I had a try with a gdaltransform utility http://www.gdal.org/gdaltransform.html
and tried to convert the lower-left corners of your EPSG:6931 BBOXes into
EPSG:3413. The result was that two of those (-50000000 -50000000 and -30000000
-30000000) gives “not a number” which means that conversion is not possible.

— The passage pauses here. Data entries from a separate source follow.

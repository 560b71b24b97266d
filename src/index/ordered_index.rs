use std::collections::hash_map::DefaultHasher;
use std::hash::{Hash, Hasher};

use bit_vec::BitVec;

use crate::{
    storage::{
        buffer_pool::BufferPool,
        heap_file::HeapTable,
        tuple::{Cell, HeapTuple, TupleId},
    },
    transaction::Transaction,
    types::Pod,
    utils::HandyRwLock,
};

// synthetic entry footprint, used only for the page-count statistic
const INDEX_ENTRY_BYTES: usize = 16;

#[derive(Clone, Debug)]
pub struct IndexEntry {
    pub key: Cell,
    pub heap_tid: TupleId,
}

/// A secondary index on one key field of a heap table.
///
/// Entry ordinals are stable for the whole lifetime of the index:
/// `delete_entry` only sets the kill bit, and `vacuum_cleanup` sweeps
/// the killed entries once no scan is open. That way a scan can delete
/// entries behind its own cursor without invalidating it.
pub struct OrderedIndex {
    id: u32,

    pub name: String,

    table_id: u32,

    key_field: usize,

    entries: Vec<IndexEntry>,

    dead: BitVec,
}

impl OrderedIndex {
    pub fn new(name: &str, table_id: u32, key_field: usize) -> Self {
        let mut hasher = DefaultHasher::new();
        name.hash(&mut hasher);

        Self {
            id: hasher.finish() as u32,
            name: name.to_string(),
            table_id,
            key_field,
            entries: Vec::new(),
            dead: BitVec::new(),
        }
    }

    /// Build the index over every tuple currently stored in the heap,
    /// dead or alive. Reclaimed entries are cleaned by vacuum, the way
    /// they would be for an index that existed all along.
    pub fn build(name: &str, table: &HeapTable, tx: &Transaction, key_field: usize) -> Self {
        let mut index = Self::new(name, table.get_id(), key_field);

        for (tid, tuple) in table.iter(tx) {
            let key = index.form_key(&tuple);
            index.insert_entry(&key, &tid);
        }

        index
    }

    pub fn get_id(&self) -> u32 {
        self.id
    }

    pub fn get_table_id(&self) -> u32 {
        self.table_id
    }

    pub fn get_key_field(&self) -> usize {
        self.key_field
    }

    /// Compute the index key for a heap tuple.
    pub fn form_key(&self, tuple: &HeapTuple) -> Cell {
        tuple.get_cell(self.key_field)
    }

    pub fn insert_entry(&mut self, key: &Cell, heap_tid: &TupleId) {
        self.entries.push(IndexEntry {
            key: key.clone(),
            heap_tid: *heap_tid,
        });
        self.dead.push(false);
    }

    /// Mark one entry dead. The ordinal keeps addressing the same
    /// entry until `vacuum_cleanup` runs.
    pub fn delete_entry(&mut self, ordinal: usize) {
        self.dead.set(ordinal, true);
    }

    pub fn is_dead(&self, ordinal: usize) -> bool {
        self.dead.get(ordinal).unwrap_or(false)
    }

    pub fn entries_count(&self) -> usize {
        self.entries.len()
    }

    pub fn live_entries_count(&self) -> usize {
        self.dead.iter().filter(|dead| !dead).count()
    }

    /// Drop all killed entries. Must not run while a scan is open.
    pub fn vacuum_cleanup(&mut self) {
        let dead = std::mem::replace(&mut self.dead, BitVec::new());

        let mut keep = dead.iter().map(|d| !d);
        self.entries.retain(|_| keep.next().unwrap());

        self.dead = BitVec::from_elem(self.entries.len(), false);
    }

    /// Synthetic page count: the statistics writer wants one, and the
    /// entries are memory-resident.
    pub fn num_pages(&self) -> u32 {
        let bytes = self.entries.len() * INDEX_ENTRY_BYTES;
        let page_size = BufferPool::get_page_size();
        ((bytes + page_size - 1) / page_size).max(1) as u32
    }

    /// Heap tids of all live entries matching `key`.
    pub fn search(&self, key: &Cell) -> Vec<TupleId> {
        let mut tids = Vec::new();
        for (i, entry) in self.entries.iter().enumerate() {
            if !self.is_dead(i) && &entry.key == key {
                tids.push(entry.heap_tid);
            }
        }
        tids
    }

    pub fn get_entry(&self, ordinal: usize) -> Option<&IndexEntry> {
        self.entries.get(ordinal)
    }
}

/// Full scan over a shared index. Locks the index per step, so the
/// caller may take the write lock between steps to kill entries.
pub struct IndexScan {
    index: Pod<OrderedIndex>,
    cursor: usize,
}

impl IndexScan {
    pub fn new(index: Pod<OrderedIndex>) -> Self {
        Self { index, cursor: 0 }
    }
}

impl Iterator for IndexScan {
    type Item = (usize, TupleId, Cell);

    fn next(&mut self) -> Option<Self::Item> {
        let index = self.index.rl();
        loop {
            let ordinal = self.cursor;
            if ordinal >= index.entries_count() {
                return None;
            }
            self.cursor += 1;

            if index.is_dead(ordinal) {
                continue;
            }

            let entry = index.get_entry(ordinal)?;
            return Some((ordinal, entry.heap_tid, entry.key.clone()));
        }
    }
}

#[cfg(test)]
mod tests {
    use super::*;

    #[test]
    fn test_kill_and_cleanup() {
        let mut index = OrderedIndex::new("idx", 1, 0);
        for i in 0..5 {
            index.insert_entry(&Cell::Int64(i), &TupleId::new(0, i as u16));
        }

        index.delete_entry(1);
        index.delete_entry(3);

        assert_eq!(index.entries_count(), 5);
        assert_eq!(index.live_entries_count(), 3);
        assert!(index.search(&Cell::Int64(3)).is_empty());

        index.vacuum_cleanup();
        assert_eq!(index.entries_count(), 3);
        assert_eq!(index.live_entries_count(), 3);
        assert_eq!(index.search(&Cell::Int64(4)), vec![TupleId::new(0, 4)]);
    }
}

gdaltransform -s_srs epsg:6931 -t_srs epsg:3413
-50000000 -50000000
1.#QNAN 1.#QNAN 0
-7000000 -7000000
3.37694958262492e-009 -15208428.8819585 0
-30000000 -30000000
1.#QNAN 1.#QNAN 0
I do not know why transformation fails. You say that the EPSG:6931 coordinates
are ok.
However, by having a look at projection EPSG:3413 https://epsg.io/3413 it is
obvious that your hand written bounding boxes do not make sense because the
coordinates do not fit inside the valid area of that coordinate system:
Projected bounds:
-2353926.81 2345724.36
-382558.89 383896.60
30, 50, or 70 million meters is much more than 2.3 million meters and 382
thousand meters which are valid for eastings and northings in EPSG:3413,
respectively.
What you need to do is simple to use EPSG:3413 bounding box with CRS:3413.